_Data excerpts_
::::::

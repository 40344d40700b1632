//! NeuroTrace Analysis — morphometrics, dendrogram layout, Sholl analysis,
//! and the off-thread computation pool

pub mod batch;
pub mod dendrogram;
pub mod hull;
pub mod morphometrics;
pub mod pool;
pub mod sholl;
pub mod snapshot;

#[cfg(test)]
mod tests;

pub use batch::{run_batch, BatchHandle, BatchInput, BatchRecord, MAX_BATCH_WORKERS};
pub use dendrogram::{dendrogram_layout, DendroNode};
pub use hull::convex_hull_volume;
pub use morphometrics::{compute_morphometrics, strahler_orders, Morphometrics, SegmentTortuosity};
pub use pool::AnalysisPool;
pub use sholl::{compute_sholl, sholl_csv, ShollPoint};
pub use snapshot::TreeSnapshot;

::::::

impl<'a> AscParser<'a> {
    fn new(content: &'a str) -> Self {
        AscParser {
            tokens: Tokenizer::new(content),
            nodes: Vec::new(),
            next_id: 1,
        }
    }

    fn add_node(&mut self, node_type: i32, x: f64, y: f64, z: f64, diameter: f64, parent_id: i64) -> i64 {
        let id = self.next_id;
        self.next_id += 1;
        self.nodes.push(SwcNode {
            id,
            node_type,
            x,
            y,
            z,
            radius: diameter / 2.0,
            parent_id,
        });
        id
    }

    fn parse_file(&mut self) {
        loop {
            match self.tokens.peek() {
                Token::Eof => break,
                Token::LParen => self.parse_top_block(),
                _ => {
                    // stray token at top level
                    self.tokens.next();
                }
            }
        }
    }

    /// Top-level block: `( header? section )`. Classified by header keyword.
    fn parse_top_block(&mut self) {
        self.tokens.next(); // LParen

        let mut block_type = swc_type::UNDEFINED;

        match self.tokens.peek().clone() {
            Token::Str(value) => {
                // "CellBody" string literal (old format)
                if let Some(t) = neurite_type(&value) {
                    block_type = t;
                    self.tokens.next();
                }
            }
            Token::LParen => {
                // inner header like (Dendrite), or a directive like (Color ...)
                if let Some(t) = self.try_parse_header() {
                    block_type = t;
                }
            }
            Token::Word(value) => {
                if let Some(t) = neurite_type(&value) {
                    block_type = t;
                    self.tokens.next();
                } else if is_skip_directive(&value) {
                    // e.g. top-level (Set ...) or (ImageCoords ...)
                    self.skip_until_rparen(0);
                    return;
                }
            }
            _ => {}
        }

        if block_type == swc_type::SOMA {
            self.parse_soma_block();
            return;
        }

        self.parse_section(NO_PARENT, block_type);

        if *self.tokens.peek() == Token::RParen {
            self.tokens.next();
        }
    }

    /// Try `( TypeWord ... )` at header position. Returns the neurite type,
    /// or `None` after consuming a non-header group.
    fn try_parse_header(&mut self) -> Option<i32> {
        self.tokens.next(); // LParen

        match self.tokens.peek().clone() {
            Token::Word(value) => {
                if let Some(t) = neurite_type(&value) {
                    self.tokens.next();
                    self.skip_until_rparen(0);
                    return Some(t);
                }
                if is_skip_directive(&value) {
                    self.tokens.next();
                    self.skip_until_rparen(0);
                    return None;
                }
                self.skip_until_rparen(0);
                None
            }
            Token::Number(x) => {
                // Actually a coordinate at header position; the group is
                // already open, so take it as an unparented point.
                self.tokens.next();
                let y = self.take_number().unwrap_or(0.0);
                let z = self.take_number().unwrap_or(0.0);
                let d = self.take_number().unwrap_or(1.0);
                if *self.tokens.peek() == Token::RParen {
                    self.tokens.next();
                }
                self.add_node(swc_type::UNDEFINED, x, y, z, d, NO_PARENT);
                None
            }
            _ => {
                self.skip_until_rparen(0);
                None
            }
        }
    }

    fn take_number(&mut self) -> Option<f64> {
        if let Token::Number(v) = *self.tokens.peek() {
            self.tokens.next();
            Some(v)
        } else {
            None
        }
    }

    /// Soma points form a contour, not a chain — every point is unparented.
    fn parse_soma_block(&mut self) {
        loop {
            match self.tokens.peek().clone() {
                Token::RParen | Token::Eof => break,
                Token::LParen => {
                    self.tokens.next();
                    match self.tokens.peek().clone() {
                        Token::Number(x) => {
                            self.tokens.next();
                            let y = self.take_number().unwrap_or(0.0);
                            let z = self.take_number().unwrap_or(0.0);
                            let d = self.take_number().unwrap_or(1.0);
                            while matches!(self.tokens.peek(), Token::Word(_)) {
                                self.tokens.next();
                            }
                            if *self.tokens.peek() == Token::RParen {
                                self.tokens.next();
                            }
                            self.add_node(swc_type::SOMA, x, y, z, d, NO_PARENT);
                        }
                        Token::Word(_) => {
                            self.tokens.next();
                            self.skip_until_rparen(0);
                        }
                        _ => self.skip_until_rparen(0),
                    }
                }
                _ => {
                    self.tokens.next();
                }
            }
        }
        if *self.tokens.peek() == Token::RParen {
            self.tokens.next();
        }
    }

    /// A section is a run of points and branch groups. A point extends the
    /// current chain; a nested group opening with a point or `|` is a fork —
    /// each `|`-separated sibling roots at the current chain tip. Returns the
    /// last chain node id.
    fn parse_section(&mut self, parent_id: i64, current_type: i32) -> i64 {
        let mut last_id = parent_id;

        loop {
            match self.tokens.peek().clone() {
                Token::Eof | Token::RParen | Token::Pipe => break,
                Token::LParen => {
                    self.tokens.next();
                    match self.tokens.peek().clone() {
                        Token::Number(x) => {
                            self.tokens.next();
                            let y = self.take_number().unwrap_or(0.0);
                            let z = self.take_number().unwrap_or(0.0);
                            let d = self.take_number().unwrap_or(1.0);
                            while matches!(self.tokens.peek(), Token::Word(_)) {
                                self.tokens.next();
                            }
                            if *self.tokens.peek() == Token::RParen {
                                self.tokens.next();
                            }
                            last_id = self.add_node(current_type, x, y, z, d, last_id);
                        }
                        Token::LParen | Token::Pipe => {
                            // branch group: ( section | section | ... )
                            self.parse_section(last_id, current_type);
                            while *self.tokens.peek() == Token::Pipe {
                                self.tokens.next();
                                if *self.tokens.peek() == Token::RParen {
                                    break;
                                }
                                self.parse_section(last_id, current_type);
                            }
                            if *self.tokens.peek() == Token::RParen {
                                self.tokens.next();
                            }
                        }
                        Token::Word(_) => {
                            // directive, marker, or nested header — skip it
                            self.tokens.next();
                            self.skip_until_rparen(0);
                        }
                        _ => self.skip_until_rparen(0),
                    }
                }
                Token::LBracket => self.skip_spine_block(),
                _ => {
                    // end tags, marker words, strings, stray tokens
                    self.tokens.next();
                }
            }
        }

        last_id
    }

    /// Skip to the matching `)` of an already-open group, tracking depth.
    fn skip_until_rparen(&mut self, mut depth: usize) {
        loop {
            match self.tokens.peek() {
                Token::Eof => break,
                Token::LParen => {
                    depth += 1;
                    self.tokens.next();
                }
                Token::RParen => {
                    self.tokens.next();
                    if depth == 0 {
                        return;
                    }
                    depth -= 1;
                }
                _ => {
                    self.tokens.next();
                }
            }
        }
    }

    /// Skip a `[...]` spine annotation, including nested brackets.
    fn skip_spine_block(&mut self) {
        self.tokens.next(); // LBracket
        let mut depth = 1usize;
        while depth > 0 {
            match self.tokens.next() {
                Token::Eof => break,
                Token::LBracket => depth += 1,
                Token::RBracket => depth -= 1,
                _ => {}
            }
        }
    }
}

::::::

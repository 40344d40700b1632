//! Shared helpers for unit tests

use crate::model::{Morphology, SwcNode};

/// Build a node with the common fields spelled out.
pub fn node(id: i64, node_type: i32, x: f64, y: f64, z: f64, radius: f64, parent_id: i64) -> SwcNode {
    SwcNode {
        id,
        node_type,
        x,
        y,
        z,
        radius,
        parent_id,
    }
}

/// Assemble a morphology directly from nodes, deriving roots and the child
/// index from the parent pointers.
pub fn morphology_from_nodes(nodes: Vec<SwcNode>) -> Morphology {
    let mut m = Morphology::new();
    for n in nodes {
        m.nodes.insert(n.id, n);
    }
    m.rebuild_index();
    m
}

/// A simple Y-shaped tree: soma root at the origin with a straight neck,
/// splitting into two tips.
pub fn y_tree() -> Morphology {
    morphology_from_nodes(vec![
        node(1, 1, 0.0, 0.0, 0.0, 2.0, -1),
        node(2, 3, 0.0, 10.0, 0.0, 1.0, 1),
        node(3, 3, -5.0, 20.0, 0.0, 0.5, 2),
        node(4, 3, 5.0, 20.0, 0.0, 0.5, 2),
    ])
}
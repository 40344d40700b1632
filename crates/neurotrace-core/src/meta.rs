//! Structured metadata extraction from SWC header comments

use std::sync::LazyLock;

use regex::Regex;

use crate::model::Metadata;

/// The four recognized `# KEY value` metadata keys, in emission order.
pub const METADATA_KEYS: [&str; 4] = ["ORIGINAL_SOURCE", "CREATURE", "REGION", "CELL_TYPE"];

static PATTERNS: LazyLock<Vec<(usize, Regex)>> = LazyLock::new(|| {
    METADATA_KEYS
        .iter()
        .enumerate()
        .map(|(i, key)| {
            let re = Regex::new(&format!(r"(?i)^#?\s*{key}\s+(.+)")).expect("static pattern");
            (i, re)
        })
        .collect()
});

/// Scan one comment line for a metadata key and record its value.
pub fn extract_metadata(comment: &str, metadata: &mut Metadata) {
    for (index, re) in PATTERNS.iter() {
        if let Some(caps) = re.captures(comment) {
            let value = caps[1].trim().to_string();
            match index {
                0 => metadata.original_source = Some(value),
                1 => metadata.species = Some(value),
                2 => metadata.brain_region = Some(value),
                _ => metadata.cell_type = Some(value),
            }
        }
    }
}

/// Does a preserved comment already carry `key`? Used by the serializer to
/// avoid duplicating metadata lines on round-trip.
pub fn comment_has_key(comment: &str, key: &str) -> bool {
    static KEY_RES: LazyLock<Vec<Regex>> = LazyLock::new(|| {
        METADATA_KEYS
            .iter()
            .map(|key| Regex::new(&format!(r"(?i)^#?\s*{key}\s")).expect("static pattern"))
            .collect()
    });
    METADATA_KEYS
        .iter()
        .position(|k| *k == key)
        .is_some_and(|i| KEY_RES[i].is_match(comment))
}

::::::

_Work required_
Every line of the material that holds "caps" should be copied out as the answer.

_Response box_
        if let Some(caps) = re.captures(comment) {
            let value = caps[1].trim().to_string();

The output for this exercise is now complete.